J u l \ 17 E d i t i o n. Moda

O brasileiro e seu mercado

Pelo menos metade da população brasileira compra em média duas peças de roupas por mês. Os campeões de venda são blusas e calças. Tanto infantis quanto adulto.

Seguindo essa estimativa, por ano uma pessoa compra 24 peças de roupas. Agora quantas dessas 24 peças são produzidas e assinadas por marcas brasileiras? Muito poucas, se não nenhuma.

Com a globalização, marcas do mundo inteiro entram no mercado brasileiro com força avassaladora. O Brasil não tinha ainda a força de mercado próprio da mesma forma que outras empresas internacionais. Haja visto, muitas lojas 100% brasileiras perderam seu espaço.

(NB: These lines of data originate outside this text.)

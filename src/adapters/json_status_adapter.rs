//! Engine status written as a JSON file for an external dashboard.
//!
//! Each publish writes `<path>.tmp` and renames it over `path`, so readers
//! never observe a partial document.

use crate::domain::error::TraderError;
use crate::domain::status::EngineStatus;
use crate::ports::status_port::StatusPort;
use std::fs;
use std::path::{Path, PathBuf};

pub struct JsonStatusAdapter {
    path: PathBuf,
}

impl JsonStatusAdapter {
    pub fn new<P: AsRef<Path>>(path: P) -> Self {
        Self {
            path: path.as_ref().to_path_buf(),
        }
    }

    pub fn path(&self) -> &Path {
        &self.path
    }
}

impl StatusPort for JsonStatusAdapter {
    fn publish(&self, status: &EngineStatus) -> Result<(), TraderError> {
        let json = serde_json::to_string_pretty(status).map_err(|e| TraderError::Data {
            reason: format!("failed to serialize status: {}", e),
        })?;

        let mut tmp = self.path.clone().into_os_string();
        tmp.push(".tmp");
        let tmp = PathBuf::from(tmp);

        fs::write(&tmp, json)?;
        fs::rename(&tmp, &self.path).map_err(|e| {
            let _ = fs::remove_file(&tmp);
            TraderError::Io(e)
        })
    }
}

#[cfg(test)]
mod tests {
    use super::*;
    use chrono::{TimeZone, Utc};
    use tempfile::TempDir;

    fn status(cycles: u64) -> EngineStatus {
        EngineStatus {
            account_id: "DU1".into(),
            strategy: "trend_pullback".into(),
            updated_at: Utc.with_ymd_and_hms(2024, 3, 1, 9, 30, 0).unwrap(),
            cycles_completed: cycles,
            consecutive_failures: 0,
            last_error: None,
            portfolio: None,
            recent_signals: Vec::new(),
            recent_orders: Vec::new(),
            last_cycle: None,
        }
    }

    #[test]
    fn publish_writes_json() {
        let dir = TempDir::new().unwrap();
        let adapter = JsonStatusAdapter::new(dir.path().join("status.json"));
        adapter.publish(&status(1)).unwrap();
        adapter.publish(&status(2)).unwrap();

        let content = fs::read_to_string(adapter.path()).unwrap();
        let value: serde_json::Value = serde_json::from_str(&content).unwrap();
        assert_eq!(value["cycles_completed"], 2);
        assert_eq!(value["account_id"], "DU1");
        assert!(!dir.path().join("status.json.tmp").exists());
    }

    #[test]
    fn publish_to_missing_dir_is_io_error() {
        let dir = TempDir::new().unwrap();
        let adapter = JsonStatusAdapter::new(dir.path().join("nope").join("status.json"));
        let err = adapter.publish(&status(1)).unwrap_err();
        assert!(matches!(err, TraderError::Io(_)));
    }
}
//! Broker gateway port.
//!
//! Every call is a blocking request/response with a bounded timeout. A
//! timeout surfaces as a transient [`GatewayError`].

use crate::domain::error::GatewayError;
use crate::domain::market::{AccountSummary, BrokerPosition, MarketSnapshot};
use crate::domain::ohlcv::Bar;
use crate::domain::order::{OrderReport, OrderSide};

pub trait GatewayPort {
    fn get_account_summary(&self) -> Result<AccountSummary, GatewayError>;

    fn get_positions(&self) -> Result<Vec<BrokerPosition>, GatewayError>;

    fn get_market_snapshot(&self, ticker: &str) -> Result<MarketSnapshot, GatewayError>;

    /// Up to `lookback` most recent bars, oldest first.
    fn get_history(&self, ticker: &str, lookback: usize) -> Result<Vec<Bar>, GatewayError>;

    /// Place a limit order and return the broker's order id.
    fn place_order(
        &self,
        client_id: &str,
        ticker: &str,
        side: OrderSide,
        quantity: i64,
        limit_price: f64,
    ) -> Result<String, GatewayError>;

    fn get_order_status(&self, order_id: &str) -> Result<OrderReport, GatewayError>;
}
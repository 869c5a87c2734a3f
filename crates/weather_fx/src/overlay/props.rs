use bevy::prelude::Resource;
use serde::{Deserialize, Serialize};

use crate::options::{OptionsPatch, Rgb, DEFAULT_INTENSITY};
use crate::renderer::EffectKind;

/// Declarative host input for the overlay.
///
/// Deserializes from camelCase JSON with the effect under `"type"`, e.g.
/// `{"active":true,"type":"snow","intensity":0.6,"seed":7}`. Missing fields
/// take their defaults.
#[derive(Resource, Debug, Clone, PartialEq, Serialize, Deserialize)]
#[serde(default, rename_all = "camelCase")]
pub struct OverlayProps {
    pub active: bool,
    #[serde(rename = "type")]
    pub kind: EffectKind,
    pub intensity: f32,
    pub seed: Option<u32>,
    /// `None` keeps the variant's default.
    pub wind_speed: Option<f32>,
    /// Degrees; `None` keeps the variant's default.
    pub wind_direction: Option<f32>,
    /// `None` keeps the variant's default.
    pub color: Option<Rgb>,
    /// Stacking order of the overlay node. Presentation only.
    pub z_index: i32,
    /// Animate even when the system asks for reduced motion.
    pub force_animate: bool,
}

impl Default for OverlayProps {
    fn default() -> Self {
        Self {
            active: true,
            kind: EffectKind::None,
            intensity: DEFAULT_INTENSITY,
            seed: None,
            wind_speed: None,
            wind_direction: None,
            color: None,
            z_index: 10,
            force_animate: false,
        }
    }
}

impl OverlayProps {
    pub fn with_kind(mut self, kind: EffectKind) -> Self {
        self.kind = kind;
        self
    }

    pub fn with_intensity(mut self, intensity: f32) -> Self {
        self.intensity = intensity;
        self
    }

    pub fn with_seed(mut self, seed: u32) -> Self {
        self.seed = Some(seed);
        self
    }

    /// A renderer should exist for these props.
    pub fn wants_renderer(&self) -> bool {
        self.active && self.kind != EffectKind::None
    }

    /// Options for the renderer. Unset props leave the renderer's current
    /// value in place.
    pub fn options_patch(&self, reduced_motion: bool) -> OptionsPatch {
        OptionsPatch {
            intensity: Some(self.intensity),
            seed: self.seed,
            color: self.color,
            wind_speed: self.wind_speed,
            wind_direction: self.wind_direction,
            reduced_motion: Some(reduced_motion),
        }
    }
}

/// System-level reduced-motion preference.
#[derive(Resource, Debug, Clone, Copy, Default, PartialEq, Eq)]
pub struct MotionPreference {
    pub prefers_reduced_motion: bool,
}
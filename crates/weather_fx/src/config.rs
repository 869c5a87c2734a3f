/// Surface area (logical px²) at which population curves yield their nominal counts.
pub const REFERENCE_AREA: f32 = 1280.0 * 720.0;

/// Largest frame delta fed into physics, in seconds. A host that stalls for
/// longer (hidden tab, debugger) resumes with this step instead of a jump.
pub const MAX_FRAME_DT: f32 = 0.1;

/// Smallest logical surface dimension accepted by `resize`.
pub const MIN_SURFACE_DIM: f32 = 1.0;

/// Upper bound on the device-pixel ratio applied to the backing store.
pub const MAX_DEVICE_PIXEL_RATIO: f32 = 4.0;

/// Device pixels a hi-DPI backing store may use. Past this the effective
/// pixel ratio is lowered, never below one device pixel per logical pixel,
/// and the host upscales the texture.
pub const RENDER_PIXEL_BUDGET: f32 = 2560.0 * 1440.0;

/// Backing stores above this many device pixels are not allocated; the
/// surface then degrades to a no-op canvas.
pub const MAX_BACKING_PIXELS: u64 = 8192 * 8192;

/// Logical size used by the headless driver until the first `resize` command.
pub const HEADLESS_DEFAULT_WIDTH: f32 = 800.0;
pub const HEADLESS_DEFAULT_HEIGHT: f32 = 600.0;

O grande causador desse causo não foi apenas a globalização. A mentalidade dos brasileiros também contou bastante para chegarmos à esses resultados. A maioria dos brasileiros não carrega um sentimento de patriotismo muito forte em seu peito. Desde nossos primórdios o Brasil olha para outros países com muita admiração. O brasileiro segue a mesma linha de pensamento e isso reflete muito em seu comportamento de compra.

Em uma loja de maquiagem, por exemplo, o vendedor oferece produto com pouca qualidade e preços altos com a seguinte justificativa: “É que se trata de um produto importado.” E todas as brasileiras, que já tem no seu sub consciente que tudo que vem de fora é melhor, acreditam e compram, pensando estar fazendo um ótimo negócio.

O que deveríamos ponderaré no valor intangível que peças gringas tem na nossa moral e o seu impacto na nossa vida social. É muito importante olhar para os procedentes de um produto.

Existem muitas marcas brasileiras grandes estão ganhando força mundial e que também merecem nossa atenção. Como, por exemplo, a John John (de berço paulista), a Melissa, Havaianas, a Lilica e Tigor, a Hering Store, a Jogê Lingerie e inúmeras outras, que tem um cunho de multinacional, mas que tem seu coração brasileiríssimo.